■ Problem description
Among the entries below, find every line that has "link" and pull it out.

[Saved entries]

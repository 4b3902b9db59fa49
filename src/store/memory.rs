//! In-memory work item store.
//!
//! Same semantics as the Postgres store. Used by tests and by
//! `taskscale simulate`.

use std::collections::{HashMap, VecDeque};

use async_trait::async_trait;
use chrono::Utc;
use parking_lot::Mutex;

use super::WorkItemStore;
use crate::error::{Error, Result};
use crate::model::work::{NewWorkItem, Status, WorkId, WorkItem};

#[derive(Default)]
struct Inner {
    items: HashMap<WorkId, WorkItem>,
    /// Pending ids, oldest first.
    pending: VecDeque<WorkId>,
    /// Insertion order, for listing.
    order: Vec<WorkId>,
}

/// Work item store backed by a single mutex.
///
/// # Example
///
/// ```
/// use taskscale::model::NewWorkItem;
/// use taskscale::store::InMemoryStore;
///
/// let store = InMemoryStore::new();
/// store.enqueue(NewWorkItem::new("resize thumbnails"));
/// assert_eq!(store.len(), 1);
/// ```
#[derive(Default)]
pub struct InMemoryStore {
    inner: Mutex<Inner>,
}

impl InMemoryStore {
    pub fn new() -> Self {
        Self::default()
    }

    /// Add a new Pending item at the back of the queue.
    pub fn enqueue(&self, new: NewWorkItem) -> WorkItem {
        let item = new.into_pending(Utc::now());
        let mut inner = self.inner.lock();
        inner.pending.push_back(item.id);
        inner.order.push(item.id);
        inner.items.insert(item.id, item.clone());
        item
    }

    /// Get a work item by ID.
    pub fn get(&self, id: WorkId) -> Result<WorkItem> {
        self.inner
            .lock()
            .items
            .get(&id)
            .cloned()
            .ok_or_else(|| Error::NotFound(format!("work item {id}")))
    }

    /// All items in insertion order.
    pub fn list(&self) -> Vec<WorkItem> {
        let inner = self.inner.lock();
        inner
            .order
            .iter()
            .filter_map(|id| inner.items.get(id).cloned())
            .collect()
    }

    pub fn len(&self) -> usize {
        self.inner.lock().items.len()
    }

    pub fn is_empty(&self) -> bool {
        self.len() == 0
    }

    fn count_with(&self, status: Status) -> u64 {
        self.inner
            .lock()
            .items
            .values()
            .filter(|item| item.status == status)
            .count() as u64
    }
}

#[async_trait]
impl WorkItemStore for InMemoryStore {
    async fn claim_next(&self) -> Result<Option<WorkItem>> {
        let mut inner = self.inner.lock();
        let Some(id) = inner.pending.pop_front() else {
            return Ok(None);
        };

        let item = inner
            .items
            .get_mut(&id)
            .ok_or_else(|| Error::NotFound(format!("work item {id}")))?;
        let now = Utc::now();
        item.status = Status::InProgress;
        item.claimed_at = Some(now);
        item.updated_at = now;
        Ok(Some(item.clone()))
    }

    async fn mark_complete(&self, item: &WorkItem) -> Result<WorkItem> {
        let mut inner = self.inner.lock();
        let stored = inner
            .items
            .get_mut(&item.id)
            .ok_or_else(|| Error::NotFound(format!("work item {}", item.id)))?;

        if !stored.status.can_transition_to(Status::Completed) {
            return Err(Error::InvalidTransition {
                from: stored.status.to_string(),
                to: Status::Completed.to_string(),
            });
        }

        let now = Utc::now();
        stored.status = Status::Completed;
        stored.completed_at = Some(now);
        stored.updated_at = now;
        Ok(stored.clone())
    }

    async fn count_pending(&self) -> Result<u64> {
        Ok(self.inner.lock().pending.len() as u64)
    }

    async fn count_in_progress(&self) -> Result<u64> {
        Ok(self.count_with(Status::InProgress))
    }
}

#[cfg(test)]
mod tests {
    use super::*;

    #[tokio::test]
    async fn claims_oldest_first() {
        let store = InMemoryStore::new();
        let first = store.enqueue(NewWorkItem::new("first"));
        store.enqueue(NewWorkItem::new("second"));

        let claimed = store.claim_next().await.unwrap().unwrap();
        assert_eq!(claimed.id, first.id);
        assert_eq!(claimed.status, Status::InProgress);
        assert!(claimed.claimed_at.is_some());
        assert_eq!(store.count_pending().await.unwrap(), 1);
        assert_eq!(store.count_in_progress().await.unwrap(), 1);
    }

    #[tokio::test]
    async fn completing_a_pending_item_is_rejected() {
        let store = InMemoryStore::new();
        let item = store.enqueue(NewWorkItem::new("never claimed"));

        let err = store.mark_complete(&item).await.unwrap_err();
        assert!(err.is_invariant_violation());
        assert_eq!(store.get(item.id).unwrap().status, Status::Pending);
    }

    #[tokio::test]
    async fn completing_an_unknown_item_is_not_found() {
        let store = InMemoryStore::new();
        let stray = NewWorkItem::new("elsewhere").into_pending(Utc::now());

        let err = store.mark_complete(&stray).await.unwrap_err();
        assert!(matches!(err, Error::NotFound(_)));
    }
}
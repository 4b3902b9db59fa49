//! Secret handling utilities.
//!
//! Re-exports the secrecy types the binary needs to read the database URL.

pub use secrecy::{ExposeSecret, SecretString};
pub mod openai;

use anyhow::Result;
use async_trait::async_trait;

/// A chat-completion service answering one system instruction plus one user message.
#[async_trait]
pub trait Completion: Send + Sync {
    async fn complete(&self, system: &str, user: &str) -> Result<String>;
}
use anyhow::{Context, Result};
use futures::future::join_all;

use std::sync::Arc;

use crate::article::{Article, SummarizedArticle};
use crate::llm::Completion;

pub fn summary_instruction(words: u32) -> String {
    format!(
        "Summarize the news article at the URL the user sends in about {words} words. \
         Do not include the article title. Reply with the summary text only."
    )
}

pub struct Summarizer {
    completion: Arc<dyn Completion>,
    instruction: Arc<str>,
}

impl Summarizer {
    pub fn new(completion: Arc<dyn Completion>, words: u32) -> Self {
        Self {
            completion,
            instruction: summary_instruction(words).into(),
        }
    }

    /// Requests one summary per article, all at once, and waits for every request.
    ///
    /// A failed request leaves that article's `summary` as `None`; the error is
    /// only returned when a summarization task itself could not be joined.
    pub async fn summarize(&self, articles: Vec<Article>) -> Result<Vec<SummarizedArticle>> {
        if articles.is_empty() {
            return Ok(vec![]);
        }
        tracing::info!("Summarizing {} articles", articles.len());

        let tasks = articles.iter().map(|article| {
            let completion = Arc::clone(&self.completion);
            let instruction = Arc::clone(&self.instruction);
            let link = article.link.to_string();
            tokio::spawn(async move { completion.complete(&instruction, &link).await })
        });
        let outcomes = join_all(tasks).await;

        let mut summarized = Vec::with_capacity(articles.len());
        for (article, outcome) in articles.into_iter().zip(outcomes) {
            let summary = match outcome.with_context(|| {
                format!("Summarization task for {} did not complete", article.link)
            })? {
                Ok(summary) => Some(summary.trim().to_string()),
                Err(e) => {
                    tracing::warn!("Failed to summarize \"{}\": {:#}", article.title, e);
                    None
                }
            };
            summarized.push(SummarizedArticle::new(article, summary));
        }

        Ok(summarized)
    }
}
pub const DEFAULT_CHAT_MODEL: &str = "gpt-4o-mini";
pub const DEFAULT_DEEPL_API_URL: &str = "https://api-free.deepl.com/v2/translate";
pub const DEFAULT_TARGET_LANG: &str = "EN-US";

pub const DEFAULT_RECENT_HOURS: i64 = 24;
pub const DEFAULT_SUMMARY_WORDS: u32 = 100;
pub const DEFAULT_HTTP_TIMEOUT_SECS: u64 = 30;

pub const UNTITLED: &str = "(untitled)";

// Discord rejects webhook messages longer than this.
pub const MAX_WEBHOOK_MESSAGE_CHARS: usize = 2000;
use anyhow::{Context, Result};
use async_trait::async_trait;
use reqwest::Client;
use url::Url;

use crate::article::Article;
use crate::constant::UNTITLED;

use super::FeedSource;

pub struct RssFeed {
    client: Client,
    url: String,
}

impl RssFeed {
    pub fn new(client: Client, url: impl Into<String>) -> Self {
        Self {
            client,
            url: url.into(),
        }
    }
}

#[async_trait]
impl FeedSource for RssFeed {
    fn source(&self) -> &str {
        &self.url
    }

    async fn fetch(&self) -> Result<Vec<Article>> {
        let rss = self
            .client
            .get(&self.url)
            .send()
            .await
            .with_context(|| format!("Failed to request feed {}", self.url))?
            .error_for_status()?
            .bytes()
            .await?;

        parse_channel(&rss[..]).with_context(|| format!("Failed to parse feed {}", self.url))
    }
}

/// Reads an RSS channel into articles, skipping items without a usable link.
pub fn parse_channel(content: &[u8]) -> Result<Vec<Article>> {
    let channel = rss::Channel::read_from(content)?;
    tracing::debug!(
        "Feed {} has {} items",
        channel.title(),
        channel.items().len()
    );

    let mut articles = Vec::with_capacity(channel.items().len());
    for item in channel.items() {
        let title = item.title().unwrap_or(UNTITLED).trim();

        let Some(link) = item.link() else {
            tracing::warn!("Skipping feed item without link: {}", title);
            continue;
        };
        let link = match Url::parse(link.trim()) {
            Ok(link) => link,
            Err(e) => {
                tracing::warn!("Skipping feed item {} with invalid link {}: {}", title, link, e);
                continue;
            }
        };

        let pub_date = item.pub_date().unwrap_or_default();
        articles.push(Article::new(title, link, pub_date));
    }

    Ok(articles)
}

■ Task response
            let link = article.link.to_string();
            tokio::spawn(async move { completion.complete(&instruction, &link).await })
                format!("Summarization task for {} did not complete", article.link)
/// Reads an RSS channel into articles, skipping items without a usable link.
        let Some(link) = item.link() else {
            tracing::warn!("Skipping feed item without link: {}", title);
        let link = match Url::parse(link.trim()) {
            Ok(link) => link,
                tracing::warn!("Skipping feed item {} with invalid link {}: {}", title, link, e);
        articles.push(Article::new(title, link, pub_date));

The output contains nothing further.